We were there to discuss my thesis,

but I wondered about that book
she was writing for years. The one

she had to let. At the time all I knew
of resilience was bouncing back

from a hangover. Was calling one
more time. Work hard, get tough,

build character, put your back into it
never let it hurt so much you cannot go on,

then let it hurt some more. Until
I was forty, and aching for another child.

Easy turned to difficult
to unlikely then requiring of a miracle.

Yesterday, the child we created
—spoiler alert—

the child, saying goodbye to his dying
grandfather, asks, but couldn’t there be a miracle?

No. Nothing to fix the man.
Seven years ago we had syringes

and test tubes, a stranger’s oocyte,
intracytoplasmic sperm injection, assisted

hatching.
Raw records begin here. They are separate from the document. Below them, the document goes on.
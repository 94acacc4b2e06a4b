//! Detection-based gene filtering.

use crate::data::ExpressionMatrix;
use crate::error::Result;
use serde::{Deserialize, Serialize};

/// Genes kept by a detection filter, with the counts it was decided on.
#[derive(Debug, Clone, PartialEq, Serialize, Deserialize)]
pub struct GeneFilterResult {
    /// Keep flag per gene, in gene order.
    pub keep: Vec<bool>,
    /// Number of cells in which each gene has a positive value.
    pub n_cells: Vec<usize>,
}

impl GeneFilterResult {
    /// Indices of the kept genes.
    pub fn kept_indices(&self) -> Vec<usize> {
        self.keep
            .iter()
            .enumerate()
            .filter(|(_, k)| **k)
            .map(|(i, _)| i)
            .collect()
    }

    pub fn n_kept(&self) -> usize {
        self.keep.iter().filter(|k| **k).count()
    }

    pub fn n_removed(&self) -> usize {
        self.keep.len() - self.n_kept()
    }
}

impl std::fmt::Display for GeneFilterResult {
    fn fmt(&self, f: &mut std::fmt::Formatter<'_>) -> std::fmt::Result {
        writeln!(f, "Gene Filter Result")?;
        writeln!(f, "  Before:    {} genes", self.keep.len())?;
        writeln!(f, "  After:     {} genes", self.n_kept())?;
        writeln!(f, "  Removed:   {} genes", self.n_removed())?;
        Ok(())
    }
}

/// Flag genes detected (value > 0) in at least `min_cells` cells.
///
/// # Arguments
/// * `matrix` - Cells × genes expression values
/// * `min_cells` - Minimum number of cells a gene must be detected in
///
/// # Returns
/// A `GeneFilterResult` with the keep mask and per-gene detection counts.
pub fn filter_genes_min_cells(matrix: &ExpressionMatrix, min_cells: usize) -> GeneFilterResult {
    let n_cells = matrix.reductions().detected_cells();
    let keep = n_cells.iter().map(|&n| n >= min_cells).collect();
    GeneFilterResult { keep, n_cells }
}

/// Restrict `matrix` to the genes detected in at least `min_cells` cells.
pub fn subset_genes_min_cells(
    matrix: &ExpressionMatrix,
    min_cells: usize,
) -> Result<(ExpressionMatrix, GeneFilterResult)> {
    let result = filter_genes_min_cells(matrix, min_cells);
    let filtered = matrix.subset_genes(&result.kept_indices())?;
    Ok((filtered, result))
}
//! Basic example of highly variable gene selection.
//!
//! This example shows how to:
//! 1. Create synthetic counts for two samples
//! 2. Drop genes that are never detected
//! 3. Select genes with the dispersion and regularized-variance flavors
//! 4. Examine results

use composable_hvg::prelude::*;
use sprs::TriMat;

const N_CELLS: usize = 80;
const N_GENES: usize = 40;

fn main() -> Result<()> {
    println!("=== Composable HVG Example ===\n");

    let (counts, obs) = create_example_data()?;
    println!("Data dimensions:");
    println!("  Cells: {}", counts.n_cells());
    println!("  Genes: {}", counts.n_genes());
    println!();

    let detected = filter_genes_min_cells(&counts, 1);
    print!("{}", detected);
    let counts = counts.subset_genes(&detected.kept_indices())?;
    println!();

    // Dispersion flavors read log1p values from X; seurat_v3 reads raw counts
    let logged = counts.map_values(f64::ln_1p);
    let mut adata = AnnotatedMatrix::new(logged)
        .with_layer("counts", counts)?
        .with_obs(obs)?
        .with_log1p(Log1pInfo::default());

    println!("=== seurat, interval cutoffs ===\n");
    let table = HvgSelector::new().compute(&adata)?;
    print!("{}", table.summary());
    println!();

    println!("=== cell_ranger, top 10 per sample ===\n");
    let table = HvgSelector::new()
        .flavor(Flavor::CellRanger)
        .n_top_genes(10)
        .batch_key("sample")
        .compute(&adata)?;
    print!("{}", table.summary());
    println!();

    println!("=== seurat_v3 on raw counts, written to var ===\n");
    HvgSelector::new()
        .flavor(Flavor::SeuratV3)
        .layer("counts")
        .n_top_genes(10)
        .run(&mut adata)?;

    if let (Some(mask), Some(ranks)) = (
        adata.var("highly_variable").and_then(|c| c.as_bool()),
        adata.var("highly_variable_rank").and_then(|c| c.as_float()),
    ) {
        let mut top: Vec<(f64, &str)> = adata
            .gene_ids()
            .iter()
            .zip(mask.iter().zip(ranks))
            .filter(|(_, (selected, _))| **selected)
            .map(|(id, (_, rank))| (*rank, id.as_str()))
            .collect();
        top.sort_by(|a, b| a.0.total_cmp(&b.0));
        println!("rank   gene");
        for (rank, id) in top {
            println!("{:<6} {}", rank, id);
        }
    }

    Ok(())
}

/// Two samples of Poisson-like counts; every fifth gene bursts in a few cells
/// and the last gene is never detected.
fn create_example_data() -> Result<(ExpressionMatrix, CellMetadata)> {
    let mut seed: u64 = 42;
    let mut next = move || {
        seed = seed
            .wrapping_mul(6364136223846793005)
            .wrapping_add(1442695040888963407);
        (seed >> 33) as f64 / (1u64 << 31) as f64
    };

    let mut tri = TriMat::new((N_CELLS, N_GENES));
    for cell in 0..N_CELLS {
        for gene in 0..N_GENES - 1 {
            let base = 1.0 + (gene % 7) as f64;
            let burst = if gene % 5 == 0 && next() < 0.1 { 20.0 } else { 0.0 };
            let value = (base * next() * 2.0 + burst).floor();
            if value > 0.0 {
                tri.add_triplet(cell, gene, value);
            }
        }
    }

    let cells: Vec<String> = (0..N_CELLS).map(|i| format!("cell_{}", i)).collect();
    let genes = (0..N_GENES).map(|i| format!("gene_{}", i)).collect();
    let counts = ExpressionMatrix::from_sparse(tri.to_csr(), cells.clone(), genes)?;

    let samples: Vec<&str> = (0..N_CELLS)
        .map(|c| if c < N_CELLS / 2 { "A" } else { "B" })
        .collect();
    let obs = CellMetadata::new(cells).with_categorical("sample", &samples)?;
    Ok((counts, obs))
}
We had science. Science, the miracle.
Science, the limit. Science giveth life

and taketh it away—something like that.
The dog can smell the cancer

and scurries out. The oxygen machine
whooshes and heaves. The child opens

his palm to receive a shark tooth collected
in the 1960s in the South Seas. It is almost too much

when the man says, I love you, Buddy.
Let it, let it, let it, let it, let it.